И тут в дверь постучали. Энергично, бесцеремонно. Джейн хотела было пойти открыть, но Ли сделал знак рукой, и она опять села.
— Я сам, — тихо сказал он, достал из–за пояса другой пистолет, прошел к двери, быстро, уверенно надел на ствол глушитель. Должно быть, ему это не впервой.
Я тоже встал, отошел к балкону.
— Кто там? — спросил Ли через дверь.
Из коридора что–то ответили.
— Room service? Обслуживание? — Он вопросительно посмотрел на Джейн, та покачала головой.— Мы ничего не заказывали,— сказал он и вернулся в комнату.
В ту же секунду дверь с треском распахнулась, и на пороге возникли двое — те самые, с лыжни, каждый с пистолетом в руке. Но я не стал задерживаться и смотреть, что будет дальше. Я открыл балконную дверь, сгреб с ночного столика — благо он был рядом — ключи от машины и выскочил на узкий балкон высоко над набережной, по которой мчались автомобили. Из комнаты дважды донесся какой–то глухой звук, похожий на басистый кашель.
Метрах в трех от балкона проходила пожарная лестница. Мне до нее отсюда не достать, как бы я ни тянулся. Но, по счастью, на стене был узкий карниз — декоративный элемент фасада, шириной сантиметров в пятнадцать. Я не знал, насколько он прочен, однако другого выхода у меня не было. Я осторожно перелез через высокие железные перила и, прижавшись к холодной каменной стене, медленно, с опаской двинулся к лестнице. В комнате слышался шум — похоже, драка. Ну и пусть, чем дольше они дерутся, тем больше времени у меня в запасе.
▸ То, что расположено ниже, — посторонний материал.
use std::collections::HashMap;
use std::sync::Arc;
use tokio::sync::Mutex;
use tracing::warn;

use serde_json::Value;
use vdg_core::keys::{
    scoped_key, BLOCKS, DASHBOARD_ALL_BLOCKS_COMPLETED, DASHBOARD_CURRENT_RESULT,
    DASHBOARD_PREVIOUS_RESULT, DIAGNOSIS_ANSWERS_PREFIX, DIAGNOSIS_NOTES, DIAGNOSIS_PROGRESS,
    DIAGNOSIS_SELECTED_BLOCKS, QUESTIONNAIRE, QUESTIONNAIRE_COMPLETED, TASKS, USER_ID,
};
use vdg_core::{
    DashboardRollup, DashboardUpdate, DiagnosisBlockState, DiagnosisNote, QuestionnaireData,
    Session, TaskRecord,
};

use crate::error::StoreError;
use crate::kv::KvStore;

/// Typed accessors for the user-scoped domain aggregates.
///
/// Loads never fail: a storage or parse error is logged and read as "no
/// data", and every load falls back to the legacy global key when the
/// user-scoped key is absent. Writes surface [`StoreError`] to the caller.
pub struct UserDataStore {
    kv: Arc<dyn KvStore>,
    // Serializes multi-key logical writes (dashboard, progress map) so two
    // concurrent updates cannot interleave their individual key writes.
    write_lock: Mutex<()>,
}

impl UserDataStore {
    pub fn new(kv: Arc<dyn KvStore>) -> Self {
        Self {
            kv,
            write_lock: Mutex::new(()),
        }
    }

    pub async fn user_id(&self) -> Option<String> {
        self.read_opt(USER_ID).await
    }

    pub async fn set_user_id(&self, user_id: &str) -> Result<(), StoreError> {
        self.kv.set(USER_ID, user_id).await
    }

    /// Scoped-over-global read: the user-scoped value wins, the global value
    /// is only consulted when the scoped key is absent.
    async fn read_scoped(
        &self,
        session: &Session,
        base: &str,
    ) -> Result<Option<String>, StoreError> {
        if session.user_id().is_some() {
            if let Some(value) = self.kv.get(&session.user_key(base)).await? {
                return Ok(Some(value));
            }
        }
        self.kv.get(base).await
    }

    async fn read_opt(&self, key: &str) -> Option<String> {
        match self.kv.get(key).await {
            Ok(value) => value,
            Err(err) => {
                warn!(key, error = %err, "read failed, treating as absent");
                None
            }
        }
    }

    fn parse_or_log<T: serde::de::DeserializeOwned>(key: &str, raw: &str) -> Option<T> {
        match serde_json::from_str(raw) {
            Ok(value) => Some(value),
            Err(err) => {
                warn!(key, error = %err, "stored value failed to parse, treating as absent");
                None
            }
        }
    }

    async fn load_json<T: serde::de::DeserializeOwned>(
        &self,
        session: &Session,
        base: &str,
    ) -> Option<T> {
        let raw = self.read_scoped_logged(session, base).await?;
        Self::parse_or_log(base, &raw)
    }

    /// Venue-aware read: the user+venue key first, then the venue-suffixed
    /// global form written before accounts existed. Venue-scoped aggregates
    /// are stored under [`Session::venue_key`], so their reads must carry
    /// the venue suffix too.
    async fn read_venue_scoped(
        &self,
        session: &Session,
        base: &str,
    ) -> Result<Option<String>, StoreError> {
        if session.user_id().is_some() {
            if let Some(value) = self.kv.get(&session.venue_key(base)).await? {
                return Ok(Some(value));
            }
        }
        self.kv
            .get(&scoped_key(base, None, session.venue_id()))
            .await
    }

    async fn load_venue_json<T: serde::de::DeserializeOwned>(
        &self,
        session: &Session,
        base: &str,
    ) -> Option<T> {
        match self.read_venue_scoped(session, base).await {
            Ok(Some(raw)) => Self::parse_or_log(base, &raw),
            Ok(None) => None,
            Err(err) => {
                warn!(base, error = %err, "read failed, treating as absent");
                None
            }
        }
    }

    async fn save_json<T: serde::Serialize>(
        &self,
        key: &str,
        value: &T,
    ) -> Result<(), StoreError> {
        let raw = serde_json::to_string(value)?;
        self.kv.set(key, &raw).await
    }

    pub async fn save_blocks(
        &self,
        session: &Session,
        blocks: &[DiagnosisBlockState],
    ) -> Result<(), StoreError> {
        self.save_json(&session.user_key(BLOCKS), &blocks).await
    }

    pub async fn load_blocks(&self, session: &Session) -> Option<Vec<DiagnosisBlockState>> {
        self.load_json(session, BLOCKS).await
    }

    pub async fn save_tasks(
        &self,
        session: &Session,
        tasks: &[TaskRecord],
    ) -> Result<(), StoreError> {
        self.save_json(&session.user_key(TASKS), &tasks).await
    }

    /// Missing or unparseable tasks read as an empty list.
    pub async fn load_tasks(&self, session: &Session) -> Vec<TaskRecord> {
        self.load_json(session, TASKS).await.unwrap_or_default()
    }

    pub async fn save_questionnaire(
        &self,
        session: &Session,
        data: &QuestionnaireData,
    ) -> Result<(), StoreError> {
        self.save_json(&session.user_key(QUESTIONNAIRE), data).await
    }

    pub async fn load_questionnaire(&self, session: &Session) -> Option<QuestionnaireData> {
        self.load_json(session, QUESTIONNAIRE).await
    }

    /// Dedicated completion flag, not derived from questionnaire data.
    pub async fn is_questionnaire_completed(&self, session: &Session) -> bool {
        self.read_opt(&session.user_key(QUESTIONNAIRE_COMPLETED))
            .await
            .as_deref()
            == Some("true")
    }

    pub async fn set_questionnaire_completed(&self, session: &Session) -> Result<(), StoreError> {
        self.kv
            .set(&session.user_key(QUESTIONNAIRE_COMPLETED), "true")
            .await
    }

    /// Partial dashboard update: only the fields present in `update` are
    /// written, each as an independent single-key write, so an update never
    /// clobbers a field it does not mention. The whole update is serialized
    /// under the store's write lock.
    pub async fn save_dashboard(
        &self,
        session: &Session,
        update: &DashboardUpdate,
    ) -> Result<(), StoreError> {
        let _guard = self.write_lock.lock().await;
        if let Some(completed) = &update.all_blocks_completed {
            self.kv
                .set(&session.user_key(DASHBOARD_ALL_BLOCKS_COMPLETED), completed)
                .await?;
        }
        if let Some(previous) = &update.previous_result {
            self.kv
                .set(&session.user_key(DASHBOARD_PREVIOUS_RESULT), previous)
                .await?;
        }
        if let Some(current) = &update.current_result {
            self.kv
                .set(&session.user_key(DASHBOARD_CURRENT_RESULT), current)
                .await?;
        }
        Ok(())
    }

    pub async fn load_dashboard(&self, session: &Session) -> DashboardRollup {
        DashboardRollup {
            all_blocks_completed: self
                .read_scoped_logged(session, DASHBOARD_ALL_BLOCKS_COMPLETED)
                .await
                .as_deref()
                == Some("true"),
            previous_result: self
                .read_scoped_logged(session, DASHBOARD_PREVIOUS_RESULT)
                .await,
            current_result: self
                .read_scoped_logged(session, DASHBOARD_CURRENT_RESULT)
                .await,
        }
    }

    async fn read_scoped_logged(&self, session: &Session, base: &str) -> Option<String> {
        match self.read_scoped(session, base).await {
            Ok(value) => value,
            Err(err) => {
                warn!(base, error = %err, "read failed, treating as absent");
                None
            }
        }
    }

    /// One-shot copy of every present legacy global aggregate into the
    /// user-scoped namespace. Absent legacy keys are skipped.
    ///
    /// NOT self-gating: the caller must ensure this runs at most once per
    /// user (it is invoked only from first registration). Re-running it
    /// after scoped data has advanced overwrites the newer scoped values
    /// with the stale legacy snapshot.
    pub async fn migrate_user_data(&self, session: &Session) -> Result<(), StoreError> {
        if session.user_id().is_none() {
            return Ok(());
        }
        for base in [
            BLOCKS,
            TASKS,
            QUESTIONNAIRE,
            QUESTIONNAIRE_COMPLETED,
            DASHBOARD_ALL_BLOCKS_COMPLETED,
            DASHBOARD_PREVIOUS_RESULT,
            DASHBOARD_CURRENT_RESULT,
        ] {
            if let Some(value) = self.kv.get(base).await? {
                self.kv.set(&session.user_key(base), &value).await?;
            }
        }
        Ok(())
    }

    /// Batched removal of the user-scoped aggregate keys. Legacy global keys
    /// and venue-scoped diagnosis keys are left untouched (the latter are
    /// cleared by migrations instead).
    pub async fn clear_user_data(&self, session: &Session) -> Result<(), StoreError> {
        if session.user_id().is_none() {
            warn!("clear_user_data called without a user id, refusing to touch global keys");
            return Ok(());
        }
        let keys: Vec<String> = [
            BLOCKS,
            TASKS,
            QUESTIONNAIRE,
            QUESTIONNAIRE_COMPLETED,
            DASHBOARD_ALL_BLOCKS_COMPLETED,
            DASHBOARD_PREVIOUS_RESULT,
            DASHBOARD_CURRENT_RESULT,
        ]
        .iter()
        .map(|base| session.user_key(base))
        .collect();
        self.kv.multi_remove(&keys).await
    }

    /// Per-venue answer snapshot for one block.
    pub async fn save_answers(
        &self,
        session: &Session,
        block_id: &str,
        answers: &HashMap<String, Value>,
    ) -> Result<(), StoreError> {
        let base = format!("{DIAGNOSIS_ANSWERS_PREFIX}_{block_id}");
        self.save_json(&session.venue_key(&base), answers).await
    }

    pub async fn load_answers(
        &self,
        session: &Session,
        block_id: &str,
    ) -> Option<HashMap<String, Value>> {
        let base = format!("{DIAGNOSIS_ANSWERS_PREFIX}_{block_id}");
        self.load_venue_json(session, &base).await
    }

    pub async fn save_selected_blocks(
        &self,
        session: &Session,
        block_ids: &[String],
    ) -> Result<(), StoreError> {
        self.save_json(&session.venue_key(DIAGNOSIS_SELECTED_BLOCKS), &block_ids)
            .await
    }

    pub async fn load_selected_blocks(&self, session: &Session) -> Vec<String> {
        self.load_venue_json(session, DIAGNOSIS_SELECTED_BLOCKS)
            .await
            .unwrap_or_default()
    }

    pub async fn save_note(
        &self,
        session: &Session,
        note: &DiagnosisNote,
    ) -> Result<(), StoreError> {
        self.save_json(&session.venue_key(DIAGNOSIS_NOTES), note)
            .await
    }

    pub async fn load_note(&self, session: &Session) -> Option<DiagnosisNote> {
        self.load_venue_json(session, DIAGNOSIS_NOTES).await
    }

    /// Diagnosis progress is one user-scoped key holding a map keyed by
    /// venue id, so the update is a read-modify-write under the write lock.
    pub async fn set_progress(
        &self,
        session: &Session,
        venue_id: &str,
        percent: u32,
    ) -> Result<(), StoreError> {
        let _guard = self.write_lock.lock().await;
        let key = session.user_key(DIAGNOSIS_PROGRESS);
        let mut map: HashMap<String, u32> = match self.kv.get(&key).await? {
            Some(raw) => Self::parse_or_log(&key, &raw).unwrap_or_default(),
            None => HashMap::new(),
        };
        map.insert(venue_id.to_string(), percent);
        self.save_json(&key, &map).await
    }

    pub async fn load_progress(&self, session: &Session) -> HashMap<String, u32> {
        self.load_json(session, DIAGNOSIS_PROGRESS)
            .await
            .unwrap_or_default()
    }
}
Снизу, с улицы, доносился гул уличного движения, ночной ветер бросал вдоль фасада холодные снежные шквалы. И вот настал критический момент: я уже не мог держаться левой рукой за балконные перила, которые худо–бедно позволяли мне чувствовать себя в относительной безопасности, а до лестницы еще не добрался. Прижавшись всем телом к шершавой поверхности, прильнув к ней щекою, цепляясь руками за стену, я балансировал на карнизе. И тут балконная дверь распахнулась.
— Вот он! — крикнул кто–то.
И в тот же миг, едва успев ухватиться правой рукой за стойку лестницы, я сорвался с карниза. Я скорее съезжал, чем карабкался по ступенькам, пальцы были в кровь изодраны о ледяные перекладины, но я боли не замечал. Когда до земли оставалось всего несколько метров, я разжал пальцы и спрыгнул, упав на четвереньки.
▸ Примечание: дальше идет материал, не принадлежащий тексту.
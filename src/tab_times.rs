//! Last-accessed timestamps per tab.
//!
//! The map lives in the local storage area under `tabTimes`; every call is a
//! locked read-modify-write so the background and popup contexts share it.

use std::collections::HashMap;

use crate::error::StorageError;
use crate::storage::{StorageArea, Store, TAB_TIMES_KEY};

pub type TabTimeMap = HashMap<i32, i64>;

pub struct TabTimes<'a, S> {
    store: &'a Store<S>,
}

impl<'a, S: StorageArea> TabTimes<'a, S> {
    pub fn new(store: &'a Store<S>) -> Self {
        TabTimes { store }
    }

    /// Record `timestamp` (or `now`) as the tab's last access
    pub async fn update(&self, tab_id: i32, timestamp: Option<i64>, now: i64) -> Result<(), StorageError> {
        self.update_many(&[tab_id], timestamp, now).await
    }

    /// Stamp several tabs in one write
    pub async fn update_many(&self, tab_ids: &[i32], timestamp: Option<i64>, now: i64) -> Result<(), StorageError> {
        if tab_ids.is_empty() {
            return Ok(());
        }
        let time = timestamp.unwrap_or(now);
        self.store
            .mutate_value(TAB_TIMES_KEY, |times: &mut TabTimeMap| {
                for id in tab_ids {
                    times.insert(*id, time);
                }
            })
            .await
    }

    pub async fn remove(&self, tab_id: i32) -> Result<(), StorageError> {
        self.store
            .mutate_value(TAB_TIMES_KEY, |times: &mut TabTimeMap| {
                times.remove(&tab_id);
            })
            .await
    }

    /// Replace the whole map with `tab_ids` stamped `now`, dropping ids of closed tabs
    pub async fn reset(&self, tab_ids: &[i32], now: i64) -> Result<(), StorageError> {
        self.store
            .mutate_value(TAB_TIMES_KEY, |times: &mut TabTimeMap| {
                *times = tab_ids.iter().map(|id| (*id, now)).collect();
            })
            .await
    }

    pub async fn get(&self, tab_id: i32) -> Result<Option<i64>, StorageError> {
        Ok(self.all().await?.get(&tab_id).copied())
    }

    pub async fn all(&self) -> Result<TabTimeMap, StorageError> {
        Ok(self.store.get_value(TAB_TIMES_KEY).await?.unwrap_or_default())
    }

    /// Ids last accessed strictly before `cutoff`; every id when `cutoff` is `None`
    pub async fn older_than(&self, cutoff: Option<i64>) -> Result<Vec<i32>, StorageError> {
        let times = self.all().await?;
        Ok(times
            .into_iter()
            .filter(|(_, time)| cutoff.is_none_or(|cutoff| *time < cutoff))
            .map(|(id, _)| id)
            .collect())
    }
}

#[cfg(test)]
mod tests {
    use super::*;
    use crate::storage::MemoryStorage;
    use futures::executor::block_on;

    #[test]
    fn test_update_defaults_to_now() {
        let store = Store::new(MemoryStorage::new());
        let times = TabTimes::new(&store);

        block_on(times.update(1, None, 5_000)).unwrap();
        block_on(times.update(2, Some(1_000), 5_000)).unwrap();

        assert_eq!(block_on(times.get(1)).unwrap(), Some(5_000));
        assert_eq!(block_on(times.get(2)).unwrap(), Some(1_000));
    }

    #[test]
    fn test_older_than_is_strict() {
        let store = Store::new(MemoryStorage::new());
        let times = TabTimes::new(&store);
        block_on(times.update(1, Some(100), 0)).unwrap();
        block_on(times.update(2, Some(200), 0)).unwrap();
        block_on(times.update(3, Some(300), 0)).unwrap();

        let mut older = block_on(times.older_than(Some(200))).unwrap();
        older.sort();
        assert_eq!(older, vec![1]);

        let mut all = block_on(times.older_than(None)).unwrap();
        all.sort();
        assert_eq!(all, vec![1, 2, 3]);
    }

    #[test]
    fn test_remove() {
        let store = Store::new(MemoryStorage::new());
        let times = TabTimes::new(&store);
        block_on(times.update_many(&[1, 2], None, 10)).unwrap();

        block_on(times.remove(1)).unwrap();

        assert_eq!(block_on(times.get(1)).unwrap(), None);
        assert_eq!(block_on(times.get(2)).unwrap(), Some(10));
    }

    #[test]
    fn test_reset_drops_stale_ids() {
        let store = Store::new(MemoryStorage::new());
        let times = TabTimes::new(&store);
        block_on(times.update_many(&[1, 2, 3], Some(1), 0)).unwrap();

        block_on(times.reset(&[2, 4], 99)).unwrap();

        let all = block_on(times.all()).unwrap();
        assert_eq!(all.len(), 2);
        assert_eq!(all.get(&2), Some(&99));
        assert_eq!(all.get(&4), Some(&99));
    }

    #[test]
    fn test_shared_between_contexts() {
        let area = MemoryStorage::new();
        let background = Store::new(area.clone());
        let popup = Store::new(area);

        block_on(TabTimes::new(&popup).update(7, Some(42), 0)).unwrap();

        assert_eq!(block_on(TabTimes::new(&background).get(7)).unwrap(), Some(42));
    }
}
/// Hostname and root-domain extraction used for dedupe and domain locking
use url::Url;

/// Extract the registrable ("root") domain from a URL
///
/// Algorithm:
/// 1. Parse URL to extract hostname
/// 2. Split hostname by "."
/// 3. If there are more than two labels, keep the last two
/// 4. If the TLD is 2 letters AND the second-level label is 2 letters or "com":
///    → keep the last three instead (e.g., "bbc.co.uk", "example.com.au")
/// 5. localhost and IP addresses are returned unchanged
///
/// Examples:
/// - https://www.bbc.co.uk/ → bbc.co.uk
/// - https://ssorallen.github.io/react-todos/ → github.io
/// - http://www.diy.guru/ → diy.guru
pub fn extract_root_domain(url: &str) -> Option<String> {
    let hostname = extract_hostname(url)?;

    if hostname == "localhost" || is_ip_address(&hostname) {
        return Some(hostname);
    }

    let parts: Vec<&str> = hostname.split('.').collect();
    if parts.len() <= 2 {
        return Some(hostname);
    }

    let tld = parts[parts.len() - 1];
    let second = parts[parts.len() - 2];
    let num_parts = if tld.len() == 2 && (second.len() == 2 || second == "com") {
        3
    } else {
        2
    };

    Some(parts[parts.len() - num_parts..].join("."))
}

/// Extract the lowercased hostname from a URL string
///
/// Falls back to manual splitting for inputs `Url` refuses, such as bare
/// hostnames without a scheme.
pub fn extract_hostname(url: &str) -> Option<String> {
    let url = url.trim();
    if url.is_empty() {
        return None;
    }

    if let Ok(parsed) = Url::parse(url) {
        if let Some(host) = parsed.host_str() {
            return Some(host.trim_start_matches('[').trim_end_matches(']').to_lowercase());
        }
        // Hostless schemes ("about:blank") and "https://" with nothing after it
        if parsed.cannot_be_a_base() {
            return None;
        }
    }

    let without_scheme = match url.find("://") {
        Some(pos) => &url[pos + 3..],
        None => url,
    };

    // Everything before the first '/', minus credentials and port
    let host_with_port = without_scheme.split(['/', '?', '#']).next()?;
    let host_with_port = host_with_port.rsplit('@').next()?;
    let hostname = host_with_port.split(':').next()?.to_lowercase();

    if hostname.is_empty() {
        None
    } else {
        Some(hostname)
    }
}

/// Check if a string looks like an IPv4 address
fn is_ip_address(s: &str) -> bool {
    s.chars().next().is_some_and(|c| c.is_ascii_digit())
        && s.chars().all(|c| c.is_ascii_digit() || c == '.')
}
Бегом вокруг гостиницы — ага, вот она, наша машина, припаркована наискось от входа; я выудил из кармана ключи, и в эту самую секунду из подъезда выскочил бровастый. Револьвер он спрятал и лихорадочно озирался по сторонам. Но увидел меня, когда я уже отпер дверцу. Он бросился к машине, а я тем временем повернул ключ зажигания и нажал на газ. Мотор молчал. Я попробовал еще и еще раз. Безрезультатно. И вдруг движок ожил! Я резко подал назад, едва не сбив с ног бровастого, который был уже совсем рядом, и, взвизгнув покрышками, машина на полной скорости рванула прочь. В зеркальце я видел, как он остолбенело таращится мне вслед. Я сбавил скорость. Не хватало только угодить в лапы какого–нибудь ретивого дорожного полицейского.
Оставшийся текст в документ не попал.